FREE, REGISTRATION IS REQUIRED. PLEASE RESERVE ONE SPOT PER HOUSEHOLD. A Zoom link will be sent to you the day of the event.
Jan Krzywicki (b. 1948) is active as a composer, conductor and educator. As a composer he has been commissioned by prestigious performers, and organizations such as the Philadelphia Chamber Music Society, the Mendelssohn Club of Philadelphia, the Chestnut Brass Company, Network for New Music, and performed across the United States by ensembles such as the Colorado Quartet, Network for New Music, Pennsylvania Ballet, Portland Symphony Orchestra, Alea III, and others. His works have been heard at conferences of the College Music Society, the Society of Composers, and on national public radio. He has received awards from the American Academy of Arts and Letters, ASCAP, Meet the Composer, and a Pew Fellowship in the Arts. Krzywicki has been a resident at the Rockefeller Foundation (Bellagio, Italy), at the Bogliasco Foundation (Bogliasco, Italy), and has been a Fellow at the MacDowell, Yaddo, Millay and Virginia Center for the Creative Arts colonies. His work is published by Alphonse Leduc & Cie, Theodore Presser Co., Tenuto Publications, Lyra Music Company, and Heilman Music, and can be heard on Capstone Records, Albany Records, North-South Recordings and De Haske Records. As a conductor he has led chamber and orchestral groups in literature from the middle ages to the present, including a large number of premieres. Since 1990 he has been conductor of the contemporary ensemble Network for New Music. Krzywicki is a professor of music theory at Temple University, where he teaches music theory, composition, and conducts the New Music Ensemble.
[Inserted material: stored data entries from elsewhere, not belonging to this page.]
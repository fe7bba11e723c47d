//! Shared setup for the collision benchmarks.

use cuboid_collide::{Cuboid, Sphere};
use glam::DVec3;

/// The default 2x2x2 box at the origin.
pub fn unit_box() -> Cuboid {
    Cuboid::cube(2.0).expect("valid size")
}

/// A non-cubic box rotated on all three axes.
pub fn rotated_box() -> Cuboid {
    let mut cuboid =
        Cuboid::from_parts(DVec3::new(1.0, -2.0, 0.5), 3.0, 2.0, 4.0).expect("valid size");
    cuboid.set_yaw_degrees(35.0);
    cuboid.set_pitch_degrees(10.0);
    cuboid.set_roll_degrees(-25.0);
    cuboid
}

/// `n` spheres spread on a shell around `cuboid`, deterministic.
pub fn sphere_shell(cuboid: &Cuboid, n: usize, distance: f64) -> Vec<Sphere> {
    let golden = std::f64::consts::PI * (3.0 - 5f64.sqrt());
    (0..n)
        .map(|i| {
            let y = 1.0 - 2.0 * (i as f64 + 0.5) / n as f64;
            let r = (1.0 - y * y).sqrt();
            let theta = golden * i as f64;
            let direction = DVec3::new(r * theta.cos(), y, r * theta.sin());
            Sphere::new(cuboid.position() + direction * distance, 0.5).expect("valid radius")
        })
        .collect()
}
//! Cuboid Collide
//!
//! Sphere versus oriented cuboid face collision.
//!
//! # Architecture
//!
//! The library is organized into layers:
//!
//! 1. **geometry** - Plane/segment intersection and axis-aligned bounds
//! 2. **cuboid** - Oriented box with yaw/pitch/roll and local/world transforms
//! 3. **collision** - Face resolvers (current and legacy), face corners, reports
//! 4. **config** - Tolerances and the output frame for contact points
//! 5. **error** - Validation errors
//!
//! # Example
//!
//! ```
//! use cuboid_collide::{Cuboid, Face, Sphere};
//! use cuboid_collide::glam::DVec3;
//!
//! let cuboid = Cuboid::cube(2.0)?;
//! let sphere = Sphere::new(DVec3::new(10.0, 0.0, 0.0), 1.0)?;
//!
//! let result = cuboid.sphere_collision(&sphere);
//! assert_eq!(result.face, Some(Face::Front));
//! assert!((result.miss_distance - 8.0).abs() < 1e-9);
//! # Ok::<(), cuboid_collide::GeometryError>(())
//! ```

pub mod collision;
pub mod config;
pub mod cuboid;
pub mod error;
pub mod geometry;

// Re-export commonly used types
pub use collision::{
    compare, face_corners, sphere_collision, sphere_collision_legacy, CollisionResult,
    Comparison, Face, Sphere,
};
pub use config::{CollisionConfig, ContactFrame};
pub use cuboid::{Cuboid, CuboidSize, Orientation};
pub use error::{GeometryError, SizeAxis};
pub use geometry::{Aabb, Plane};

pub use glam;
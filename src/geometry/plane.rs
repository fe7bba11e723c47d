//! Planes and the plane/segment intersection primitive.

use glam::DVec3;

/// A plane through `point` with unit `normal`.
#[derive(Debug, Clone, Copy, PartialEq)]
pub struct Plane {
    /// Any point lying on the plane.
    pub point: DVec3,
    /// Unit normal.
    pub normal: DVec3,
}

/// Where a line through two points crosses a plane.
#[derive(Debug, Clone, Copy, PartialEq)]
pub struct LineHit {
    /// Intersection point, `a + t·(b - a)`.
    pub point: DVec3,
    /// Parameter along `a → b`; `[0, 1]` is the segment itself.
    pub t: f64,
}

impl LineHit {
    /// True if the hit lies on the segment, both endpoints included.
    #[inline]
    pub fn within_segment(&self) -> bool {
        (0.0..=1.0).contains(&self.t)
    }
}

impl Plane {
    /// Create a plane from a point and a normal. The normal is normalized.
    pub fn new(point: DVec3, normal: DVec3) -> Self {
        Self {
            point,
            normal: normal.normalize_or_zero(),
        }
    }

    /// Build the supporting plane of a triangle.
    ///
    /// The normal is `unit((p1 - p0) × (p2 - p0))`, so winding decides its sign.
    pub fn from_triangle(p0: DVec3, p1: DVec3, p2: DVec3) -> Self {
        Self::new(p0, (p1 - p0).cross(p2 - p0))
    }

    /// Plane offset `d` in `n·x = d`.
    #[inline]
    pub fn offset(&self) -> f64 {
        self.normal.dot(self.point)
    }

    /// Signed distance from a point to the plane.
    /// Positive = in front (same side as normal), Negative = behind.
    #[inline]
    pub fn signed_distance(&self, point: DVec3) -> f64 {
        self.normal.dot(point) - self.offset()
    }

    /// Intersect the infinite line through `a` and `b` with this plane.
    ///
    /// Returns `None` when `|n·(b - a)| < parallel_epsilon`, which also covers
    /// a zero-length segment.
    pub fn intersect_line(&self, a: DVec3, b: DVec3, parallel_epsilon: f64) -> Option<LineHit> {
        let direction = b - a;
        let n_dot_dir = self.normal.dot(direction);
        if n_dot_dir.abs() < parallel_epsilon {
            return None;
        }

        let t = -self.signed_distance(a) / n_dot_dir;
        Some(LineHit {
            point: a + t * direction,
            t,
        })
    }

    /// Intersect the segment `a → b` with this plane.
    ///
    /// Only hits with `0 ≤ t ≤ 1` are reported.
    pub fn intersect_segment(&self, a: DVec3, b: DVec3, parallel_epsilon: f64) -> Option<DVec3> {
        self.intersect_line(a, b, parallel_epsilon)
            .filter(LineHit::within_segment)
            .map(|hit| hit.point)
    }
}
//! Collision resolver benchmarks (criterion - wall-clock time).
//!
//! Run all:    cargo bench --manifest-path benchmarks/Cargo.toml --bench collision
//! Filter:     cargo bench --manifest-path benchmarks/Cargo.toml --bench collision -- legacy

use criterion::{black_box, criterion_group, criterion_main, BenchmarkId, Criterion};
use cuboid_collide::{
    compare, face_corners, sphere_collision, sphere_collision_legacy, CollisionConfig,
    ContactFrame, Face,
};
use cuboid_collide_bench::*;
use glam::DVec3;

// ---------------------------------------------------------------------------
// Single query
// ---------------------------------------------------------------------------

fn bench_single(c: &mut Criterion) {
    let config = CollisionConfig::default();

    {
        let mut group = c.benchmark_group("single/current");
        let cuboid = unit_box();
        let spheres = [
            ("front", DVec3::new(10.0, 0.0, 0.0)),
            ("back", DVec3::new(-10.0, 0.3, 0.2)),
            ("inside", DVec3::ZERO),
        ];
        for (name, center) in spheres {
            let sphere = cuboid_collide::Sphere::new(center, 1.0).expect("valid radius");
            group.bench_function(name, |b| {
                b.iter(|| sphere_collision(black_box(&cuboid), black_box(&sphere), &config));
            });
        }
        group.finish();
    }

    {
        let mut group = c.benchmark_group("single/legacy");
        let cuboid = unit_box();
        let spheres = [
            ("front", DVec3::new(10.0, 0.0, 0.0)),
            ("back", DVec3::new(-10.0, 0.3, 0.2)),
            ("inside", DVec3::ZERO),
        ];
        for (name, center) in spheres {
            let sphere = cuboid_collide::Sphere::new(center, 1.0).expect("valid radius");
            group.bench_function(name, |b| {
                b.iter(|| sphere_collision_legacy(black_box(&cuboid), black_box(&sphere), &config));
            });
        }
        group.finish();
    }
}

// ---------------------------------------------------------------------------
// Batches
// ---------------------------------------------------------------------------

fn bench_batch(c: &mut Criterion) {
    let config = CollisionConfig::default();
    let cuboid = rotated_box();

    let mut group = c.benchmark_group("batch/rotated");
    for &n in &[100, 1000, 10000] {
        let spheres = sphere_shell(&cuboid, n, 8.0);
        group.bench_with_input(BenchmarkId::new("current", n), &n, |b, _| {
            b.iter(|| {
                spheres
                    .iter()
                    .map(|s| sphere_collision(&cuboid, s, &config).miss_distance)
                    .sum::<f64>()
            });
        });
        group.bench_with_input(BenchmarkId::new("legacy", n), &n, |b, _| {
            b.iter(|| {
                spheres
                    .iter()
                    .map(|s| sphere_collision_legacy(&cuboid, s, &config).miss_distance)
                    .sum::<f64>()
            });
        });
        group.bench_with_input(BenchmarkId::new("compare", n), &n, |b, _| {
            b.iter(|| {
                spheres
                    .iter()
                    .filter(|s| compare(&cuboid, s, &config).agrees(1e-9))
                    .count()
            });
        });
    }
    group.finish();
}

// ---------------------------------------------------------------------------
// Face corners
// ---------------------------------------------------------------------------

fn bench_face_corners(c: &mut Criterion) {
    let cuboid = rotated_box();

    let mut group = c.benchmark_group("face_corners");
    for frame in [ContactFrame::Full, ContactFrame::YawOnly] {
        group.bench_function(format!("{frame:?}"), |b| {
            b.iter(|| {
                Face::PRIORITY.map(|face| face_corners(black_box(&cuboid), Some(face), frame))
            });
        });
    }
    group.finish();
}

criterion_group!(benches, bench_single, bench_batch, bench_face_corners);
criterion_main!(benches);
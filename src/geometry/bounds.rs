//! Axis-aligned bounds over a set of points.

use glam::DVec3;

/// Axis-aligned bounding box.
#[derive(Debug, Clone, Copy, PartialEq)]
pub struct Aabb {
    pub min: DVec3,
    pub max: DVec3,
}

impl Aabb {
    /// Create a new AABB.
    pub fn new(min: DVec3, max: DVec3) -> Self {
        Self { min, max }
    }

    /// Create an AABB from a set of points.
    pub fn from_points(points: impl IntoIterator<Item = DVec3>) -> Self {
        let mut min = DVec3::splat(f64::MAX);
        let mut max = DVec3::splat(f64::MIN);

        for p in points {
            min = min.min(p);
            max = max.max(p);
        }

        Self { min, max }
    }

    /// Check if a point is inside the AABB grown by `tolerance` on every side.
    pub fn contains_with_tolerance(&self, point: DVec3, tolerance: f64) -> bool {
        let min = self.min - DVec3::splat(tolerance);
        let max = self.max + DVec3::splat(tolerance);
        point.cmpge(min).all() && point.cmple(max).all()
    }
}

#[cfg(test)]
mod tests {
    use super::*;

    #[test]
    fn test_from_points() {
        let aabb = Aabb::from_points([
            DVec3::new(1.0, 1.0, 1.0),
            DVec3::new(1.0, -1.0, 1.0),
            DVec3::new(1.0, -1.0, -1.0),
            DVec3::new(1.0, 1.0, -1.0),
        ]);
        assert_eq!(aabb.min, DVec3::new(1.0, -1.0, -1.0));
        assert_eq!(aabb.max, DVec3::new(1.0, 1.0, 1.0));
    }

    #[test]
    fn test_contains_flat_box() {
        let aabb = Aabb::new(DVec3::new(1.0, -1.0, -1.0), DVec3::new(1.0, 1.0, 1.0));
        assert!(aabb.contains_with_tolerance(DVec3::new(1.0, 0.5, -0.5), 0.0));
        assert!(!aabb.contains_with_tolerance(DVec3::new(1.0 + 1e-12, 0.0, 0.0), 0.0));
        assert!(aabb.contains_with_tolerance(DVec3::new(1.0 + 1e-12, 0.0, 0.0), 1e-9));
        assert!(!aabb.contains_with_tolerance(DVec3::new(1.0, 1.5, 0.0), 1e-9));
    }
}
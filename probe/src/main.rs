//! Run both resolvers for a single sphere against the default 2x2x2 box.
//!
//! Usage: probe <x> <y> <z> [radius] [heading_deg]

use anyhow::{bail, Context};
use cuboid_collide::{compare, CollisionConfig, Cuboid, Sphere};
use glam::DVec3;

const USAGE: &str = "usage: probe <x> <y> <z> [radius] [heading_deg]";

#[derive(Debug)]
struct Args {
    center: DVec3,
    radius: f64,
    heading: f64,
}

fn parse_number(value: &str, name: &str) -> anyhow::Result<f64> {
    value
        .parse::<f64>()
        .with_context(|| format!("invalid {name}: {value:?}"))
}

fn parse_args(args: &[String]) -> anyhow::Result<Args> {
    if !(3..=5).contains(&args.len()) {
        bail!("{USAGE}");
    }

    let x = parse_number(&args[0], "x")?;
    let y = parse_number(&args[1], "y")?;
    let z = parse_number(&args[2], "z")?;
    let radius = match args.get(3) {
        Some(value) => parse_number(value, "radius")?,
        None => 0.0,
    };
    let heading = match args.get(4) {
        Some(value) => parse_number(value, "heading")?,
        None => 0.0,
    };

    Ok(Args {
        center: DVec3::new(x, y, z),
        radius,
        heading,
    })
}

fn main() -> anyhow::Result<()> {
    env_logger::init();

    let args: Vec<String> = std::env::args().skip(1).collect();
    let args = parse_args(&args)?;

    let mut cuboid = Cuboid::cube(2.0)?;
    cuboid.set_yaw_degrees(args.heading);
    let sphere = Sphere::new(args.center, args.radius).context("invalid sphere")?;

    log::info!(
        "sphere at {:?} (r = {}), heading {} deg",
        sphere.center(),
        sphere.radius(),
        cuboid.heading_degrees()
    );

    let comparison = compare(&cuboid, &sphere, &CollisionConfig::default());
    println!("{comparison}");
    if !comparison.agrees(1e-9) {
        log::warn!("legacy and current resolvers disagree");
    }
    Ok(())
}
//! Error types for cuboid construction and queries.

/// Axis a size value belongs to.
#[derive(Debug, Clone, Copy, PartialEq, Eq)]
pub enum SizeAxis {
    Depth,
    Width,
    Height,
}

impl std::fmt::Display for SizeAxis {
    fn fmt(&self, f: &mut std::fmt::Formatter<'_>) -> std::fmt::Result {
        let name = match self {
            SizeAxis::Depth => "depth",
            SizeAxis::Width => "width",
            SizeAxis::Height => "height",
        };
        f.write_str(name)
    }
}

/// Errors raised at the boundary of the geometry core.
#[derive(Debug, Clone, PartialEq, thiserror::Error)]
pub enum GeometryError {
    #[error("invalid {axis}: {value} (must be finite and greater than zero)")]
    InvalidSize { axis: SizeAxis, value: f64 },
    #[error("invalid scale factor: {0} (must be finite and greater than zero)")]
    InvalidScale(f64),
    #[error("invalid sphere radius: {0} (must be finite and non-negative)")]
    InvalidRadius(f64),
    #[error("invalid face index: {0} (expected -1 or 1..=6)")]
    InvalidFace(i32),
}

#[cfg(test)]
mod tests {
    use super::*;

    #[test]
    fn test_error_messages() {
        let err = GeometryError::InvalidSize {
            axis: SizeAxis::Width,
            value: -1.0,
        };
        assert_eq!(
            err.to_string(),
            "invalid width: -1 (must be finite and greater than zero)"
        );
        assert_eq!(
            GeometryError::InvalidFace(7).to_string(),
            "invalid face index: 7 (expected -1 or 1..=6)"
        );
    }
}
//! Current resolver: face tests in the cuboid's local frame.

use glam::DVec3;

use super::face::FACE_DESCRIPTORS;
use super::{miss_distance, to_output, CollisionResult, Sphere};
use crate::config::CollisionConfig;
use crate::cuboid::Cuboid;

/// Find the first face, in priority order, crossed by the segment from the
/// sphere center to the cuboid center.
///
/// The sphere is moved into the local frame, where the cuboid is centered at
/// the origin and every face is an axis-aligned rectangle. A face matches when
/// the segment crosses its plane with `0 ≤ t ≤ 1` and the crossing lies within
/// the face's two in-plane half-extents. No face matches when the sphere center
/// is inside the cuboid; that is reported as a collision with `face: None`.
pub fn sphere_collision(
    cuboid: &Cuboid,
    sphere: &Sphere,
    config: &CollisionConfig,
) -> CollisionResult {
    let half = cuboid.half_extents();
    let local_center = cuboid.to_local(sphere.center());

    for descriptor in &FACE_DESCRIPTORS {
        let plane = descriptor.plane(half);
        let Some(crossing) =
            plane.intersect_segment(local_center, DVec3::ZERO, config.parallel_epsilon)
        else {
            continue;
        };
        if !descriptor.bounds_contain(crossing, half, config.containment_tolerance) {
            continue;
        }

        let miss = miss_distance(
            crossing.distance(local_center),
            sphere.radius(),
            config.contact_epsilon,
        );
        let point = to_output(cuboid, crossing, config.contact_frame);
        tracing::trace!(face = %descriptor.face, miss, "sphere struck cuboid face");
        return CollisionResult::hit(descriptor.face, miss, point);
    }

    tracing::trace!("sphere center inside cuboid");
    CollisionResult::inside(sphere.center())
}
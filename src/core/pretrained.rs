//! Bundled keyterm vocabularies.
//!
//! This module provides ready-to-use vocabularies for SQF, the scripting
//! language of the Arma games:
//! - `sqf` - full lexer vocabulary: operators, brackets, string quotes,
//!   comment delimiters and whitespace
//! - `sqf_statements` - smaller statement-level vocabulary that also keeps
//!   the `if`/`then`/`else` keywords whole
//!
//! # Example
//!
//! ```rust
//! use termsplit::Tokenizer;
//!
//! let tokenizer = Tokenizer::from_pretrained("sqf").unwrap();
//! let tokens = tokenizer.tokenize("_x = 2;");
//! assert_eq!(tokens, vec!["_x", " ", "=", " ", "2", ";"]);
//! ```

use super::tokenizer::{Tokenizer, TokenizerError};
use super::vocab::{VocabError, Vocabulary};

/// Keyterms of the SQF lexer.
pub const SQF_KEYTERMS: &[&str] = &[
    "\"", " ", "<=", ">=", "=", "==", ":", "{", "}", "(", ")", "[", "]", ";", ",", "!", "!=", "/*",
    "*/", "//", "\n", "\t",
];

/// Keyterms for splitting single SQF statements.
///
/// Newlines are expected to be folded into spaces before tokenizing with
/// this vocabulary.
pub const SQF_STATEMENT_KEYTERMS: &[&str] = &[
    "\"", " ", "=", "==", "{", "}", "if", "then", "else", "(", ")", "[", "]", ";", ",", "!", "!=",
];

/// Supported bundled vocabularies.
#[derive(Debug, Clone, Copy, PartialEq, Eq, Hash)]
pub enum PretrainedVocab {
    /// Full SQF lexer vocabulary
    Sqf,
    /// Statement-level SQF vocabulary with control-flow keywords
    SqfStatements,
}

impl PretrainedVocab {
    /// Parse vocabulary name from string.
    pub fn from_name(name: &str) -> Option<Self> {
        match name {
            "sqf" => Some(Self::Sqf),
            "sqf_statements" | "sqf-statements" => Some(Self::SqfStatements),
            _ => None,
        }
    }

    /// Canonical name of the vocabulary.
    pub fn name(self) -> &'static str {
        match self {
            Self::Sqf => "sqf",
            Self::SqfStatements => "sqf_statements",
        }
    }

    pub fn keyterms(self) -> &'static [&'static str] {
        match self {
            Self::Sqf => SQF_KEYTERMS,
            Self::SqfStatements => SQF_STATEMENT_KEYTERMS,
        }
    }

    pub fn vocabulary(self) -> Result<Vocabulary, VocabError> {
        Vocabulary::new(self.keyterms().iter().copied())
    }
}

/// Load a bundled tokenizer by name.
pub fn from_pretrained(name: &str) -> Result<Tokenizer, TokenizerError> {
    Tokenizer::from_pretrained(name)
}

/// Tokenize one SQF statement with the statement-level vocabulary.
///
/// Newlines become spaces and surrounding whitespace is trimmed first, so the
/// tokens no longer concatenate to the raw input, only to the normalized one.
pub fn tokenize_statement(tokenizer: &Tokenizer, statement: &str) -> Vec<String> {
    let normalized = statement.replace('\n', " ");
    tokenizer.tokenize(normalized.trim())
}

#[cfg(test)]
mod tests {
    use super::*;

    #[test]
    fn test_from_name() {
        assert_eq!(PretrainedVocab::from_name("sqf"), Some(PretrainedVocab::Sqf));
        assert_eq!(
            PretrainedVocab::from_name("sqf-statements"),
            Some(PretrainedVocab::SqfStatements)
        );
        assert_eq!(PretrainedVocab::from_name("cl100k_base"), None);
    }

    #[test]
    fn test_name_round_trips() {
        for vocab in [PretrainedVocab::Sqf, PretrainedVocab::SqfStatements] {
            assert_eq!(PretrainedVocab::from_name(vocab.name()), Some(vocab));
        }
    }

    #[test]
    fn test_bundled_vocabularies_are_valid() {
        let sqf = PretrainedVocab::Sqf.vocabulary().unwrap();
        assert_eq!(sqf.len(), 22);
        assert!(sqf.contains("//"));

        let statements = PretrainedVocab::SqfStatements.vocabulary().unwrap();
        assert_eq!(statements.len(), 17);
        assert!(statements.contains("then"));
    }

    #[test]
    fn test_tokenize_statement() {
        let tokenizer = from_pretrained("sqf_statements").unwrap();
        let tokens = tokenize_statement(&tokenizer, "  _a !=\n_b  ");
        assert_eq!(tokens, vec!["_a", " ", "!=", " ", "_b"]);
    }
}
Sebastian Currier is the recipient of the prestigious Grawemeyer Award. Heralded as "music with a distinctive voice" by the New York Times and as "lyrical, colorful, firmly rooted in tradition, but absolutely new" by the Washington Post, his music has been performed at major venues worldwide by acclaimed artists and orchestras, including Anne-Sophie Mutter, the Berlin Philharmonic, the New York Philharmonic, and the Kronos Quartet.
His music has been enthusiastically embraced by violinist Anne-Sophie Mutter, for whom he wrote Time Machines, which she premiered with the New York Philharmonic in June 2011 and subsequently performed with various orchestras in the United States, Europe, and Asia. He also wrote Aftersong for her, which she performed extensively in the US and Europe, including Carnegie Hall in New York, the Barbican in London, and the Grosses Festspielhaus in Salzburg. A critic from the London Times said, "if all his pieces are as emotionally charged and ingenious in their use of rethought tonality as this, give me more."
He has received many prestigious awards including the Berlin Prize, Rome Prize, a Guggenheim Fellowship, a fellowship from the National Endowment for the Arts, and an Academy Award from the American Academy of Arts and Letters, and has held residencies at the MacDowell and Yaddo colonies. He received a DMA from the Juilliard School and from 1999-2007 taught at Columbia University. He is currently Artist in Residence at the Institute for Advanced Study, in Princeton, New Jersey.